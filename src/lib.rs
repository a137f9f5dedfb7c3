//! Exact job selection for the U-Engine ecosystem.
//!
//! Picks a set of mutually non-overlapping, time-bounded jobs that
//! maximizes total profit, breaking ties by how many jobs of each
//! priority level are kept (most important level first). This is 0/1
//! knapsack where the capacity constraint is temporal exclusivity.
//!
//! # Modules
//!
//! - **`models`**: Domain types: `Range`, `Job`, `JobIdSequence`,
//!   `Objective`, `Solution`
//! - **`solver`**: `ExactSolver` with memoized search and interval DP
//! - **`validation`**: Input checks and post-hoc overlap audit
//! - **`generator`**: Random job instances
//! - **`render`**: Timeline and summary text
//! - **`config`**: Problem bounds and solver settings
//!
//! # Example
//!
//! ```
//! use u_jobselect::models::{JobIdSequence, Range};
//! use u_jobselect::solver::ExactSolver;
//! use u_jobselect::validation::is_feasible;
//!
//! let mut ids = JobIdSequence::new();
//! let jobs = vec![
//!     ids.job(2, 80, Range::new(0, 4).unwrap()).unwrap(),
//!     ids.job(1, 80, Range::new(2, 6).unwrap()).unwrap(),
//! ];
//!
//! let solution = ExactSolver::new().solve(&jobs).unwrap();
//! assert_eq!(solution.profit(), 80);
//! assert_eq!(solution.objective().count(1), 1);
//! assert!(is_feasible(&solution));
//! ```
//!
//! # References
//!
//! - Kleinberg & Tardos (2005), "Algorithm Design", Ch. 6.1
//! - Pinedo (2016), "Scheduling: Theory, Algorithms, and Systems"

pub mod config;
pub mod error;
pub mod generator;
pub mod models;
pub mod render;
pub mod solver;
pub mod validation;

pub use error::{Result, ScheduleError};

──────────

Reproduce the data shown above in its entirety, keeping each word as it is.

filename src/lib.rs
repository a137f9f5dedfb7c3
//! Exact job selection for the U-Engine ecosystem.
//!
//! Picks a set of mutually non-overlapping, time-bounded jobs that
//! maximizes total profit, breaking ties by how many jobs of each
//! priority level are kept (most important level first). This is 0/1
//! knapsack where the capacity constraint is temporal exclusivity.
//!
//! # Modules
//!
//! - **`models`**: Domain types: `Range`, `Job`, `JobIdSequence`,
//!   `Objective`, `Solution`
//! - **`solver`**: `ExactSolver` with memoized search and interval DP
//! - **`validation`**: Input checks and post-hoc overlap audit
//! - **`generator`**: Random job instances
//! - **`render`**: Timeline and summary text
//! - **`config`**: Problem bounds and solver settings
//!
//! # Example
//!
//! ```
//! use u_jobselect::models::{JobIdSequence, Range};
//! use u_jobselect::solver::ExactSolver;
//! use u_jobselect::validation::is_feasible;
//!
//! let mut ids = JobIdSequence::new();
//! let jobs = vec![
//!     ids.job(2, 80, Range::new(0, 4).unwrap()).unwrap(),
//!     ids.job(1, 80, Range::new(2, 6).unwrap()).unwrap(),
//! ];
//!
//! let solution = ExactSolver::new().solve(&jobs).unwrap();
//! assert_eq!(solution.profit(), 80);
//! assert_eq!(solution.objective().count(1), 1);
//! assert!(is_feasible(&solution));
//! ```
//!
//! # References
//!
//! - Kleinberg & Tardos (2005), "Algorithm Design", Ch. 6.1
//! - Pinedo (2016), "Scheduling: Theory, Algorithms, and Systems"

pub mod config;
pub mod error;
pub mod generator;
pub mod models;
pub mod render;
pub mod solver;
pub mod validation;

pub use error::{Result, ScheduleError};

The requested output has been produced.